Member Research & Reports

Georgia Southern Examines Epithelial Ovarian Cancer Mortality among Hispanic Women

Over the past half century the proportion of Hispanics in the U.S. population has been steadily increasing, and groups of Hispanic origin have diversified. Despite notable racial and ethnic disparities in ovarian cancer (OC) mortality, population-based studies on OC among Hispanic females are lacking.

The disparities in OC 5 year survival and mortality were examined using log-rank tests and Cox proportional hazards models, adjusted for sociodemographic and pathological characteristics, time of diagnosis, receipt of resection surgery and county socioeconomic status. Trends in five-year survival rates were examined using joinpoint regression models.

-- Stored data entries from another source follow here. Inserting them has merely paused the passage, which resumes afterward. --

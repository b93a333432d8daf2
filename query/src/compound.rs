//! UNION / UNION ALL chains.
//!
//! Branches are folded left to right. Adjacent branches joined by the same
//! operator share one multi-input stage; when the operator changes, the
//! stage built so far becomes the first branch of a stage of the new kind.
//! `a UNION ALL b UNION c UNION ALL d` therefore becomes
//! `concat(union(concat(a, b), c), d)`.

use tessera_stream::{Operator, Stream};
use tracing::trace;

use crate::{QueryResult, SelectCoreStmt, StreamStmt};

/// Operator joining two SELECT cores.
#[derive(Debug, Clone, Copy, PartialEq, Eq)]
pub enum CompoundOperator {
    /// `UNION`: duplicates removed.
    Union,
    /// `UNION ALL`: every row kept, in branch order.
    UnionAll,
}

impl CompoundOperator {
    fn combine(self, branches: Vec<Stream>) -> Stream {
        match self {
            CompoundOperator::Union => Stream::new(Operator::Union(branches)),
            CompoundOperator::UnionAll => Stream::new(Operator::Concat(branches)),
        }
    }
}

/// A first SELECT core followed by operator-prefixed cores.
#[derive(Debug, Clone, PartialEq)]
pub struct CompoundSelectStmt {
    pub first: SelectCoreStmt,
    pub rest: Vec<(CompoundOperator, SelectCoreStmt)>,
}

impl CompoundSelectStmt {
    pub fn new(first: SelectCoreStmt) -> Self {
        Self {
            first,
            rest: Vec::new(),
        }
    }

    /// Append a core joined by `op`.
    pub fn with(mut self, op: CompoundOperator, core: SelectCoreStmt) -> Self {
        self.rest.push((op, core));
        self
    }

    /// Compile every core and fold them into one stream. The result is
    /// read-only only when every core is.
    pub fn to_stream(&self) -> QueryResult<StreamStmt> {
        let first = self.first.to_stream()?;
        let mut read_only = first.read_only;

        let mut run: Vec<Stream> = vec![first.stream];
        let mut pending: Option<CompoundOperator> = None;

        for (op, core) in &self.rest {
            let branch = core.to_stream()?;
            read_only &= branch.read_only;

            match pending {
                Some(kind) if kind != *op => {
                    trace!(from = ?kind, to = ?op, branches = run.len(), "compound run closed");
                    let closed = kind.combine(std::mem::take(&mut run));
                    run.push(closed);
                }
                _ => {}
            }
            pending = Some(*op);
            run.push(branch.stream);
        }

        let stream = match pending {
            Some(kind) => kind.combine(run),
            // A single core is its own stream.
            None => run.pop().unwrap_or_default(),
        };

        Ok(StreamStmt::new(stream, read_only))
    }
}
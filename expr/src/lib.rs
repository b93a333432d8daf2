//! Tessera Expressions
//!
//! Scalar expressions and the context they are evaluated in.
//!
//! Responsibilities:
//! - Expression tree with canonical rendering and structural equality
//! - Capability queries (aggregator builders, write-requiring nodes)
//! - Evaluation against an `Environment`
//! - Running aggregators for GROUP BY
//! - The `Catalog` seam to storage (table scans, sequences)

mod config;
mod environment;
mod error;
mod eval;
mod expr;
mod functions;

pub use config::ExecutionConfig;
pub use environment::{Catalog, DocumentScan, Environment, ExecutionContext, Interrupt, Param};
pub use error::{EvalError, EvalResult};
pub use expr::{BinaryOp, Expr, NamedExpr, UnaryOp};
pub use functions::{AggregateCall, AggregateFunction, Aggregator, FunctionCall, ScalarFunction};
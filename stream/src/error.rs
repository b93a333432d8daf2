//! Stream execution errors.

use tessera_core::{Type, ValueError};
use tessera_expr::EvalError;
use thiserror::Error;

/// Result type for stream execution.
pub type StreamResult<T> = Result<T, StreamError>;

/// Errors raised while a stream runs. Any error aborts the whole run.
#[derive(Debug, Clone, PartialEq, Error)]
pub enum StreamError {
    #[error("cannot set path {path}: {source}")]
    IncompatiblePath { path: String, source: ValueError },

    #[error("execution cancelled")]
    Cancelled,

    #[error("{stage} buffered more than {limit} documents")]
    BufferLimitExceeded { stage: &'static str, limit: usize },

    #[error("{stage} expected a document, got {found}")]
    NotADocument { stage: &'static str, found: Type },

    #[error(transparent)]
    Eval(#[from] EvalError),
}

impl StreamError {
    pub fn incompatible_path(path: impl Into<String>, source: ValueError) -> Self {
        Self::IncompatiblePath {
            path: path.into(),
            source,
        }
    }

    pub fn buffer_limit(stage: &'static str, limit: usize) -> Self {
        Self::BufferLimitExceeded { stage, limit }
    }
}
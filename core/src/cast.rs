//! Conversions between value types.
//!
//! `CAST(x AS type)` and the LIMIT/OFFSET evaluation both go through
//! these functions.

use crate::{Type, Value, ValueError, ValueResult};

/// Cast to an integer.
///
/// Doubles are truncated toward zero and must fit in an i64; bools become
/// 0 or 1; text must hold a number.
pub fn cast_as_integer(v: &Value) -> ValueResult<i64> {
    match v {
        Value::Integer(i) => Ok(*i),
        Value::Bool(b) => Ok(*b as i64),
        Value::Double(d) => double_to_integer(*d).ok_or_else(|| fail(v, Type::Integer)),
        Value::Text(s) => {
            let s = s.trim();
            if let Ok(i) = s.parse::<i64>() {
                return Ok(i);
            }
            s.parse::<f64>()
                .ok()
                .and_then(double_to_integer)
                .ok_or_else(|| fail(v, Type::Integer))
        }
        _ => Err(fail(v, Type::Integer)),
    }
}

/// Cast to a double.
pub fn cast_as_double(v: &Value) -> ValueResult<f64> {
    match v {
        Value::Double(d) => Ok(*d),
        Value::Integer(i) => Ok(*i as f64),
        Value::Bool(b) => Ok(if *b { 1.0 } else { 0.0 }),
        Value::Text(s) => s.trim().parse::<f64>().map_err(|_| fail(v, Type::Double)),
        _ => Err(fail(v, Type::Double)),
    }
}

/// Cast to a bool.
pub fn cast_as_bool(v: &Value) -> ValueResult<bool> {
    match v {
        Value::Bool(b) => Ok(*b),
        Value::Integer(i) => Ok(*i != 0),
        Value::Double(d) => Ok(*d != 0.0),
        Value::Text(s) => match s.trim().to_ascii_lowercase().as_str() {
            "true" => Ok(true),
            "false" => Ok(false),
            _ => Err(fail(v, Type::Bool)),
        },
        _ => Err(fail(v, Type::Bool)),
    }
}

/// Cast to text. Text is returned as-is; other scalars and containers use
/// their canonical rendering.
pub fn cast_as_text(v: &Value) -> ValueResult<String> {
    match v {
        Value::Text(s) => Ok(s.clone()),
        Value::Null => Err(fail(v, Type::Text)),
        Value::Blob(bytes) => String::from_utf8(bytes.clone()).map_err(|_| fail(v, Type::Text)),
        other => Ok(other.to_string()),
    }
}

impl Value {
    /// Cast to the target type. Null casts to null for every target.
    pub fn cast(&self, target: Type) -> ValueResult<Value> {
        if self.is_null() || self.value_type() == target {
            return Ok(self.clone());
        }
        match target {
            Type::Integer => cast_as_integer(self).map(Value::Integer),
            Type::Double => cast_as_double(self).map(Value::Double),
            Type::Bool => cast_as_bool(self).map(Value::Bool),
            Type::Text => cast_as_text(self).map(Value::Text),
            Type::Blob => match self {
                Value::Text(s) => Ok(Value::Blob(s.as_bytes().to_vec())),
                _ => Err(fail(self, target)),
            },
            Type::Null | Type::Array | Type::Document => Err(fail(self, target)),
        }
    }
}

fn double_to_integer(d: f64) -> Option<i64> {
    let truncated = d.trunc();
    // i64::MAX is not representable as f64; the bound is exclusive.
    if truncated.is_finite() && truncated >= i64::MIN as f64 && truncated < i64::MAX as f64 {
        Some(truncated as i64)
    } else {
        None
    }
}

fn fail(v: &Value, to: Type) -> ValueError {
    ValueError::cast(v.value_type(), to, v.to_string())
}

The five-year survival was lowest in Puerto Ricans (median survival: 33 months; survival rate: 31.07 percent) and was highest in the “Other” Hispanic subgroup (median survival: 59 months; survival rate: 49.14 percent) (log-rank test: P < 0.001). The OC-specific death hazards in Mexicans (HRadj: 0.82, 95 percent CI: 0.67 – 1.00, P = 0.048), South or Central Americans (HRadj: 0.77, 95 percent CI: 0.62 – 0.96, P = 0.005) and Other Hispanics (HRadj: 0.76, 95 percent CI: 0.63 – 0.92, P = 0.038) were significantly lower than for Puerto Ricans.

Mortality rates of Cubans and Puerto Ricans were not significantly different. During 1992–2008, there were non-significant increasing trends in the five-year all-cause and OC-specific survival rates: from 43.37 to 48.94 percent (APC = 0.41, P = 0.40) and from 48.72 percent to 53.46 percent (APC = 0.29, P = 0.50), respectively.

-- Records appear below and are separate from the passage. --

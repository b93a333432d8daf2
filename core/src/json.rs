//! JSON interop for values and documents.

use serde_json::{Map, Number};

use crate::{Document, Value, ValueError, ValueResult};

impl From<serde_json::Value> for Value {
    fn from(json: serde_json::Value) -> Self {
        match json {
            serde_json::Value::Null => Value::Null,
            serde_json::Value::Bool(b) => Value::Bool(b),
            serde_json::Value::Number(n) => match n.as_i64() {
                Some(i) => Value::Integer(i),
                None => Value::Double(n.as_f64().unwrap_or(f64::NAN)),
            },
            serde_json::Value::String(s) => Value::Text(s),
            serde_json::Value::Array(items) => {
                Value::Array(items.into_iter().map(Value::from).collect())
            }
            serde_json::Value::Object(map) => Value::Document(
                map.into_iter()
                    .map(|(k, v)| (k, Value::from(v)))
                    .collect(),
            ),
        }
    }
}

impl Value {
    /// Convert to JSON. Blobs become arrays of bytes; non-finite doubles
    /// become null.
    pub fn to_json(&self) -> serde_json::Value {
        match self {
            Value::Null => serde_json::Value::Null,
            Value::Bool(b) => serde_json::Value::Bool(*b),
            Value::Integer(i) => serde_json::Value::Number((*i).into()),
            Value::Double(d) => Number::from_f64(*d)
                .map(serde_json::Value::Number)
                .unwrap_or(serde_json::Value::Null),
            Value::Text(s) => serde_json::Value::String(s.clone()),
            Value::Blob(bytes) => serde_json::Value::Array(
                bytes.iter().map(|b| serde_json::Value::Number((*b).into())).collect(),
            ),
            Value::Array(items) => {
                serde_json::Value::Array(items.iter().map(Value::to_json).collect())
            }
            Value::Document(d) => d.to_json(),
        }
    }
}

impl Document {
    /// Parse a JSON object into a document, keeping field order.
    pub fn from_json_str(input: &str) -> ValueResult<Document> {
        let json: serde_json::Value = serde_json::from_str(input).map_err(|e| ValueError::Json {
            message: e.to_string(),
        })?;
        Document::try_from(json)
    }

    pub fn to_json(&self) -> serde_json::Value {
        let mut map = Map::with_capacity(self.len());
        for (k, v) in self.iter() {
            map.insert(k.to_string(), v.to_json());
        }
        serde_json::Value::Object(map)
    }
}

impl TryFrom<serde_json::Value> for Document {
    type Error = ValueError;

    fn try_from(json: serde_json::Value) -> Result<Self, Self::Error> {
        match Value::from(json) {
            Value::Document(d) => Ok(d),
            other => Err(ValueError::Json {
                message: format!("expected an object, got {}", other.value_type()),
            }),
        }
    }
}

OC mortality in Hispanic patients varied by sub-ethnicity. This heterogeneity should be considered in future cancer data collection, reports and research.

Epithelial ovarian cancer mortality among Hispanic women: Sub-ethnic disparities and survival trend across time: An analysis of SEER 1992–2013,” was recently published in Cancer Epidemiology.

Dr. Chen Chen, alumni, was the lead author, and Dr. Yelena Tarasenko, department of epidemiology at Georgia Southern University Jiann-Ping Hsu College of Public Health  was a senior author. The study would not be possible without significant contribution and expertise of Drs. Talar Markossian in health policy and administration and Dr. Abigail Silva a disparities and evaluation researcher, both at Loyola University. While working on her dissertation on a related topic, Dr. Chen completed SEER* Stat Basics and Advanced Training at APHA. Dr. Chen was also one of the first DrPH Leadership students who received CPH certification.